26.06.2018

Junger Meister für altes Handwerk

Generationenwechsel in der Destillerie der Appenzeller Alpenbitter AG: Nach 37 Jahren ist Brennmeister Walter Gätzi in den Ruhestand verabschiedet worden. Sein Nachfolger ist der 35-jährige Maurus Broger. Zwei Jahre lang wurde er in die Geheimnisse dieser verantwortungsvollen und traditionsreichen Aufgabe eingeweiht.

Die persönliche Einführung durch seinen Vorgänger Walter Gätzi (Bild) war für Maurus Broger der einzige Weg, Brennmeister der Appenzeller Alpenbitter AG zu werden. Zum einen gibt es in der Schweiz keine offizielle Ausbildung zum Destillateur/Brennmeister, zum anderen ist die Aufgabe mit vielen, teils sehr alten Betriebsgeheimnissen verbunden.

Mit Gespür und Herzblut
Als Brennmeister und stellvertretender Produktionsleiter verarbeitet Maurus Broger die 100 % natürlichen Rohstoffe zu den verschiedenen Produkten der Appenzeller Traditionsdestillerie. «Walter Gätzi hat mich sehr sorgfältig und mit viel Gespür und Herzblut in die Herstellung der gebrannten Wasser eingeführt», sagt der neue Brennmeister und dankt seinem Mentor dafür. Dessen Leidenschaft für die Produkte und das Streben nach Perfektion hätten sich vom ersten Tag an auf ihn übertragen, erklärt Maurus Broger.

Neues ausprobieren
Der neue Brennmeister will – ganz nach der Unternehmensphilosophie – an Bewährtem festhalten, aber auch Neues ausprobieren. «Beim Tüfteln mit neuen Aromen und Rohstoffen hilft mir das Fachwissen aus früheren Tätigkeiten», sagt der gelernte Koch und Diätkoch. Dass er mehrere Jahre in verschiedenen Bereichen der Gastronomie gearbeitet habe, komme ihm auch bei der Qualitätssicherung sowie im Umgang mit Hygiene- und Alkoholvorschriften zugute.

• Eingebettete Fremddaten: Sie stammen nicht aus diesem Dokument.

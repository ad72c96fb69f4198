use std::fmt;
use std::sync::Arc;
use std::sync::atomic::{AtomicU64, Ordering};

use futures::channel::oneshot;
use futures::future::BoxFuture;
use parking_lot::Mutex;

use crate::{Result, addr::UnresolvedAddress};
use spark_codec_frame::ProtoFrame;

static NEXT_CHANNEL_ID: AtomicU64 = AtomicU64::new(1);

/// 通道标识，进程内单调递增且唯一。
#[derive(Clone, Copy, PartialEq, Eq, Hash, PartialOrd, Ord)]
pub struct ChannelId(u64);

impl ChannelId {
    /// 分配一个新的标识。
    pub fn next() -> Self {
        Self(NEXT_CHANNEL_ID.fetch_add(1, Ordering::Relaxed))
    }

    /// 数值形式。
    pub fn as_u64(&self) -> u64 {
        self.0
    }
}

impl fmt::Display for ChannelId {
    fn fmt(&self, f: &mut fmt::Formatter<'_>) -> fmt::Result {
        write!(f, "{:#010x}", self.0)
    }
}

impl fmt::Debug for ChannelId {
    fn fmt(&self, f: &mut fmt::Formatter<'_>) -> fmt::Result {
        write!(f, "ChannelId({:#010x})", self.0)
    }
}

/// 一条已建立的双向消息通道。
///
/// # 教案级注释
///
/// ## 意图（Why）
/// - 连接池只需要“身份 + 是否存活 + 关闭通知”三件事即可维护成员集合；
/// - 写入以整帧为单位，编解码细节留在传输实现内部。
///
/// ## 契约说明（What）
/// - `close_future()` 在通道关闭时恰好完成一次，且先于处理器收到 `channel_inactive`；
/// - `close` 幂等，多次调用只触发一次关闭流程；
/// - `write` 在通道已关闭时返回 [`crate::TransportError::ChannelClosed`]。
pub trait Channel: Send + Sync + 'static {
    /// 通道标识。
    fn id(&self) -> ChannelId;

    /// 建连时使用的逻辑远端地址。
    fn remote_address(&self) -> &UnresolvedAddress;

    /// 通道是否仍处于活跃状态。
    fn is_active(&self) -> bool;

    /// 请求关闭通道。
    fn close(&self);

    /// 关闭通知。
    fn close_future(&self) -> &CloseFuture;

    /// 发送一帧。
    fn write(&self, frame: ProtoFrame) -> Result<()>;
}

/// 共享的通道句柄。
pub type ChannelRef = Arc<dyn Channel>;

type CloseHook = Box<dyn FnOnce() + Send + 'static>;

enum CloseState {
    Open(Vec<CloseHook>),
    Closed,
}

/// 通道关闭通知点。
///
/// # 行为概览（How）
/// - 关闭前注册的回调被暂存，[`CloseFuture::complete`] 时按注册顺序在调用线程执行；
/// - 关闭后注册的回调立即在注册线程执行；
/// - 回调在锁外执行，回调内部再次注册不会死锁。
pub struct CloseFuture {
    state: Mutex<CloseState>,
}

impl CloseFuture {
    /// 构造尚未完成的通知点。
    pub fn new() -> Self {
        Self {
            state: Mutex::new(CloseState::Open(Vec::new())),
        }
    }

    /// 注册关闭回调。
    pub fn add_listener<F>(&self, hook: F)
    where
        F: FnOnce() + Send + 'static,
    {
        let mut state = self.state.lock();
        match &mut *state {
            CloseState::Open(hooks) => hooks.push(Box::new(hook)),
            CloseState::Closed => {
                drop(state);
                hook();
            }
        }
    }

    /// 标记关闭并触发所有回调；仅首次调用返回 `true`。
    pub fn complete(&self) -> bool {
        let hooks = {
            let mut state = self.state.lock();
            match std::mem::replace(&mut *state, CloseState::Closed) {
                CloseState::Open(hooks) => hooks,
                CloseState::Closed => return false,
            }
        };
        for hook in hooks {
            hook();
        }
        true
    }

    /// 是否已关闭。
    pub fn is_done(&self) -> bool {
        matches!(*self.state.lock(), CloseState::Closed)
    }

    /// 返回一个在关闭时完成的 Future。
    pub fn closed(&self) -> BoxFuture<'static, ()> {
        let (tx, rx) = oneshot::channel::<()>();
        self.add_listener(move || {
            let _ = tx.send(());
        });
        Box::pin(async move {
            let _ = rx.await;
        })
    }
}

impl Default for CloseFuture {
    fn default() -> Self {
        Self::new()
    }
}

impl fmt::Debug for CloseFuture {
    fn fmt(&self, f: &mut fmt::Formatter<'_>) -> fmt::Result {
        f.debug_struct("CloseFuture")
            .field("done", &self.is_done())
            .finish()
    }
}

#[cfg(test)]
mod tests {
    use super::*;
    use std::sync::atomic::AtomicUsize;

    #[test]
    fn hooks_fire_exactly_once() {
        let close = CloseFuture::new();
        let fired = Arc::new(AtomicUsize::new(0));
        for _ in 0..3 {
            let fired = Arc::clone(&fired);
            close.add_listener(move || {
                fired.fetch_add(1, Ordering::SeqCst);
            });
        }
        assert!(close.complete(), "首次完成返回 true");
        assert!(!close.complete(), "重复完成返回 false");
        assert_eq!(fired.load(Ordering::SeqCst), 3);
        assert!(close.is_done());
    }

    #[test]
    fn late_listener_runs_immediately() {
        let close = CloseFuture::new();
        close.complete();
        let fired = Arc::new(AtomicUsize::new(0));
        let observed = Arc::clone(&fired);
        close.add_listener(move || {
            observed.fetch_add(1, Ordering::SeqCst);
        });
        assert_eq!(fired.load(Ordering::SeqCst), 1, "关闭后注册的回调应立即执行");
    }

    #[test]
    fn closed_future_resolves_after_complete() {
        let close = Arc::new(CloseFuture::new());
        let waiter = close.closed();
        let trigger = Arc::clone(&close);
        let handle = std::thread::spawn(move || {
            trigger.complete();
        });
        futures::executor::block_on(waiter);
        handle.join().unwrap();
        assert!(close.is_done());
    }

    #[test]
    fn channel_ids_are_unique() {
        let a = ChannelId::next();
        let b = ChannelId::next();
        assert_ne!(a, b);
        assert!(b.as_u64() > a.as_u64());
    }
}
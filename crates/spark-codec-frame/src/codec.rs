use bytes::{Buf, BufMut, Bytes, BytesMut};
use thiserror::Error;

use crate::frame::{FrameHeader, HEADER_LENGTH, ProtoFrame};

/// 默认帧长上限（头部 + 负载）。
pub const DEFAULT_MAX_FRAME_LENGTH: usize = 65_535;

/// 负载长度字段在头部中的偏移。
const BODY_LEN_OFFSET: usize = 8;

/// 分帧编解码错误。
#[derive(Debug, Error, Clone, PartialEq, Eq)]
#[non_exhaustive]
pub enum FrameError {
    /// 帧总长超过上限。
    #[error("frame length {length} exceeds limit {max}")]
    FrameTooLarge {
        /// 头部声明的帧总长。
        length: usize,
        /// 当前上限。
        max: usize,
    },
}

impl FrameError {
    /// 稳定错误码，便于日志与告警聚合。
    pub fn code(&self) -> &'static str {
        match self {
            FrameError::FrameTooLarge { .. } => "spark.codec.frame.too_large",
        }
    }
}

/// 长度前缀分帧编解码器。
///
/// # 设计动机（Why）
/// - 套接字读到的字节可能只含半帧，也可能同时含多帧，解码器需要在字节流上恢复帧边界；
/// - 把帧长校验放在解码入口，恶意或损坏的长度字段不会触发大块内存预留。
///
/// # 行为概览（How）
/// - `decode`：头部不足 16 字节或负载未到齐时返回 `Ok(None)`，并为剩余字节预留容量；
///   到齐后一次性切出整帧，余下字节保留在缓冲中供下一轮使用；
/// - `encode`：写入头部与负载，总长超限时拒绝并保持缓冲不变。
///
/// # 契约说明（What）
/// - 实例无内部状态，可在多个连接之间共享；
/// - 返回 `Err` 后缓冲内容未被消费，调用方应关闭连接而非继续解码。
#[derive(Debug, Clone, Copy, PartialEq, Eq)]
pub struct FrameCodec {
    max_frame_length: usize,
}

impl FrameCodec {
    /// 使用默认帧长上限构造。
    pub const fn new() -> Self {
        Self {
            max_frame_length: DEFAULT_MAX_FRAME_LENGTH,
        }
    }

    /// 指定帧长上限构造；上限小于头部长度时按头部长度处理。
    pub fn with_max_frame_length(max_frame_length: usize) -> Self {
        Self {
            max_frame_length: max_frame_length.max(HEADER_LENGTH),
        }
    }

    /// 当前帧长上限。
    pub fn max_frame_length(&self) -> usize {
        self.max_frame_length
    }

    /// 尝试从缓冲中切出一帧。
    pub fn decode(&self, src: &mut BytesMut) -> Result<Option<ProtoFrame>, FrameError> {
        if src.len() < HEADER_LENGTH {
            src.reserve(HEADER_LENGTH - src.len());
            return Ok(None);
        }

        let mut len_bytes = [0u8; 4];
        len_bytes.copy_from_slice(&src[BODY_LEN_OFFSET..BODY_LEN_OFFSET + 4]);
        let body_len = u32::from_be_bytes(len_bytes) as usize;
        let total = HEADER_LENGTH.saturating_add(body_len);
        if total > self.max_frame_length {
            return Err(FrameError::FrameTooLarge {
                length: total,
                max: self.max_frame_length,
            });
        }

        if src.len() < total {
            src.reserve(total - src.len());
            return Ok(None);
        }

        let mut frame = src.split_to(total);
        let header = FrameHeader {
            cmd_id: frame.get_u32(),
            seq_id: frame.get_u32(),
            body_len: frame.get_u32(),
            cmd_type: frame.get_u8(),
            body_type: frame.get_u8(),
            code: frame.get_u8(),
            ttl: frame.get_u8(),
        };
        let body: Bytes = frame.freeze();
        Ok(Some(ProtoFrame::from_wire(header, body)))
    }

    /// 把一帧写入发送缓冲。
    pub fn encode(&self, frame: &ProtoFrame, dst: &mut BytesMut) -> Result<(), FrameError> {
        let total = frame.encoded_len();
        if total > self.max_frame_length {
            return Err(FrameError::FrameTooLarge {
                length: total,
                max: self.max_frame_length,
            });
        }
        let header = frame.header();
        dst.reserve(total);
        dst.put_u32(header.cmd_id);
        dst.put_u32(header.seq_id);
        dst.put_u32(header.body_len);
        dst.put_u8(header.cmd_type);
        dst.put_u8(header.body_type);
        dst.put_u8(header.code);
        dst.put_u8(header.ttl);
        dst.put_slice(frame.body());
        Ok(())
    }
}

impl Default for FrameCodec {
    fn default() -> Self {
        Self::new()
    }
}

#[cfg(test)]
mod tests {
    use super::*;

    fn sample(body: &'static [u8]) -> ProtoFrame {
        let mut header = FrameHeader::new(0x0102_0304, 42);
        header.cmd_type = 1;
        header.body_type = 1;
        header.code = 3;
        header.ttl = 8;
        ProtoFrame::new(header, body)
    }

    #[test]
    fn header_layout_is_big_endian() {
        let codec = FrameCodec::new();
        let mut buf = BytesMut::new();
        codec.encode(&sample(b"ab"), &mut buf).expect("encode");
        assert_eq!(
            &buf[..],
            &[1, 2, 3, 4, 0, 0, 0, 42, 0, 0, 0, 2, 1, 1, 3, 8, b'a', b'b'][..]
        );
    }

    #[test]
    fn partial_input_waits_for_more_bytes() {
        let codec = FrameCodec::new();
        let mut wire = BytesMut::new();
        codec.encode(&sample(b"payload"), &mut wire).expect("encode");

        let mut buf = BytesMut::new();
        buf.extend_from_slice(&wire[..10]);
        assert_eq!(codec.decode(&mut buf).expect("decode"), None, "头部未到齐");
        buf.extend_from_slice(&wire[10..20]);
        assert_eq!(codec.decode(&mut buf).expect("decode"), None, "负载未到齐");
        buf.extend_from_slice(&wire[20..]);
        let frame = codec.decode(&mut buf).expect("decode").expect("一帧");
        assert_eq!(frame, sample(b"payload"));
        assert!(buf.is_empty());
    }

    #[test]
    fn coalesced_frames_are_split_in_order() {
        let codec = FrameCodec::new();
        let mut buf = BytesMut::new();
        codec.encode(&sample(b"first"), &mut buf).expect("encode");
        codec.encode(&ProtoFrame::heartbeat(), &mut buf).expect("encode");
        codec.encode(&sample(b"third"), &mut buf).expect("encode");

        assert_eq!(codec.decode(&mut buf).unwrap(), Some(sample(b"first")));
        let heartbeat = codec.decode(&mut buf).unwrap().expect("心跳帧");
        assert!(heartbeat.is_heartbeat());
        assert_eq!(codec.decode(&mut buf).unwrap(), Some(sample(b"third")));
        assert_eq!(codec.decode(&mut buf).unwrap(), None);
    }

    #[test]
    fn oversized_length_is_rejected_before_buffering() {
        let codec = FrameCodec::with_max_frame_length(32);
        let mut buf = BytesMut::new();
        buf.extend_from_slice(&[0, 0, 0, 1, 0, 0, 0, 1, 0, 0, 0, 17, 0, 0, 0, 0]);
        let err = codec.decode(&mut buf).expect_err("帧总长 33 超过上限 32");
        assert_eq!(err, FrameError::FrameTooLarge { length: 33, max: 32 });
        assert_eq!(err.code(), "spark.codec.frame.too_large");
        assert_eq!(buf.len(), HEADER_LENGTH, "失败时不得消费缓冲");
    }

    #[test]
    fn frame_at_exact_limit_is_accepted() {
        let codec = FrameCodec::with_max_frame_length(HEADER_LENGTH + 4);
        let mut buf = BytesMut::new();
        codec.encode(&sample(b"1234"), &mut buf).expect("恰好等于上限");
        assert!(codec.encode(&sample(b"12345"), &mut buf).is_err());
        assert_eq!(codec.decode(&mut buf).unwrap(), Some(sample(b"1234")));
    }
}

Als Brennmeister hat Maurus Broger eine der wichtigsten Aufgaben im Familienbetrieb. Das ist ihm bewusst, doch der Teamplayer betont: «Alle Mitarbeiter steuern ihren Anteil zur erfolgreichen Produktion bei.»

Appenzeller Alpenbitter AG – der Tradition verbunden und offen für Neues
1902 legte Emil Ebneter den Grundstein für die heutige Appenzeller Alpenbitter AG. Er gründete eine Spirituosenhandlung und schuf ein Kräuterprodukt von besonderem Geschmack, das damals von den Ärzten sogar als Heilmittel empfohlen wurde: den Appenzeller Alpenbitter. Er wird zu 100 Prozent aus natürlichen Rohstoffen hergestellt. Das Rezept ist seit Beginn unverändert, die Mischung der 42 Kräuter dieselbe und ein gut verwahrtes Familiengeheimnis. Nach wie vor ist der Appenzeller Alpenbitter die wichtigste Marke des Unternehmens mit Sitz in Appenzell. Zudem produziert der Familienbetrieb heute weitere Qualitätsprodukte unter Einhaltung von FSSC 22000. Verschiedene Markenvertretungen für die Schweiz runden das Sortiment ab. Als Arbeitgeberin im bevölkerungsmässig kleinsten Kanton der Schweiz beschäftigt die Appenzeller Alpenbitter AG rund 35 Angestellte.